With posts starting in Summer 2010, the 'humansofnewyork' tumblr blog has seen over 6000 snaps of the average New Yorker. 

The photoblog run by Brandon Stanton is one of my favourite new discoveries.  Whether they be old, young, with their partner, family or friends, etc., all the photos give a tiny snapshot into the life of a stranger. 

Most of the pictures have a quote. Sometimes the quotes are part of a conversation, sometimes just a snippet of what the person has said, or simply a caption of what's happening.

This blog captures emotion in a way you would miss with a simple picture. It is often true to say: "a picture paints 1000 words". But would you ever look at a very generic looking middle aged man and be given an impression of what's really on his mind?

I personally would assume a very generic life. Office worker, small family, average income; But this blog reminded me how everyone has a story you couldn't even imagine. 

I've selected a few recent photographs that caught my eye. Some surprised me due to the quotes, some made me laugh or evoked sadness and empathy for these strangers I'll never even meet.   

First we have that middle aged man.

"What’s your greatest struggle right now?"

"Dining with my daughter."

"Dining with your daughter?"
"She has an eating disorder. So she avoids every situation that involves eating with the family."



"My three year old daughter has figured out how to unlock my phone. Now she’s always calling people and saying ‘hello’ over and over."



"I have stage 3 melanoma, which puts me at a 48% chance of survival over the next 5 years. However, I have the ability to speed read very technical material, so I went to the library at Duke and read over 800 papers on melanoma, which doctors just don’t have the time to read. I found one very promising study that suggests chloro quinine, combined with the deprivation of a certain amino acid, has shrunk tumors in mice to almost nothing."
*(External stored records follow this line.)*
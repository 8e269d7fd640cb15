use crate::config::toml_config::TomlConfig;
use crate::config::SeatingConfig;
use crate::domain::model::{ExportFormat, RoomLayout};
use crate::utils::error::Result;
use clap::Parser;

#[derive(Debug, Clone, Parser)]
#[command(name = "exam-seating")]
#[command(about = "Round-robin exam hall seating planner")]
pub struct CliConfig {
    /// Student list: whitespace-separated `<roll> <branch>` pairs
    #[arg(short, long)]
    pub input: Option<String>,

    /// File the seating plan is exported to (overwritten)
    #[arg(short, long)]
    pub output: Option<String>,

    /// Optional TOML settings file
    #[arg(short, long)]
    pub config: Option<String>,

    #[arg(long)]
    pub rooms: Option<usize>,

    #[arg(long)]
    pub rows: Option<usize>,

    #[arg(long)]
    pub columns: Option<usize>,

    /// Branch codes in round-robin order
    #[arg(long, value_delimiter = ',')]
    pub branches: Option<Vec<String>>,

    #[arg(long, value_enum)]
    pub format: Option<ExportFormat>,

    /// Skip the interactive roll-number search
    #[arg(long)]
    pub no_search: bool,

    #[arg(short, long, help = "Enable verbose output")]
    pub verbose: bool,

    /// Emit logs as JSON lines
    #[arg(long)]
    pub log_json: bool,
}

impl CliConfig {
    /// Defaults, then `--config`, then the flags on this command line.
    pub fn resolve(&self) -> Result<SeatingConfig> {
        let mut config = SeatingConfig::default();

        if let Some(path) = &self.config {
            tracing::debug!("Reading settings from {}", path);
            config = TomlConfig::from_file(path)?.apply_to(config);
        }

        Ok(self.apply_to(config))
    }

    fn apply_to(&self, base: SeatingConfig) -> SeatingConfig {
        let mut config = base;

        if let Some(input) = &self.input {
            config.input_path = input.clone();
        }
        if let Some(output) = &self.output {
            config.output_path = output.clone();
        }
        config.layout = RoomLayout::new(
            self.rooms.unwrap_or(config.layout.rooms),
            self.rows.unwrap_or(config.layout.rows),
            self.columns.unwrap_or(config.layout.columns),
        );
        if let Some(branches) = &self.branches {
            config.branches = branches.clone();
        }
        if let Some(format) = self.format {
            config.export_format = format;
        }

        config
    }
}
"I want to be a singer, a president, and a tennis player."


"I want to be a president, a teacher, a doctor, and a police."




"He’s wonderful in bed."



"I’m taking a puddlegram."



"The army stationed me down South when I was younger, and I couldn’t even use the same bathroom as white people. But things have changed so much. The younger generation isn’t nearly as racist. I’ve been sitting here for fifty years. So much has changed. This neighborhood used to be all black. A white person couldn’t even walk down this street. All the races kept to themselves. Now you’ve got Indians talking to Pakistanis, blacks talking to whites, everybody is here and learning from each other’s cultures. I’ve been sitting here for 50 years. Things are getting better."




This was so funny. I ran into this Mexican couple on a trail in Central Park, and they were lugging around all these balloons. I asked what the balloons were for, and the guy told me that he’d brought them all the way from Mexico. He said he’d concocted this elaborate plan, where he’d given balloons to different people around the city (starting with the hotel concierge), and sent the girl on a scavenger hunt to find them.
"Just because?" I asked.
"Just because," he said.

——————————-

When I got home, I had an email. It said: 
Brandon,
I couldn’t tell you, but I was about to ask her to marry me.
She said yes!
Rodrigo





"I told her that if she wanted to start over, to meet where we first kissed. She was supposed to be here 15 minutes ago."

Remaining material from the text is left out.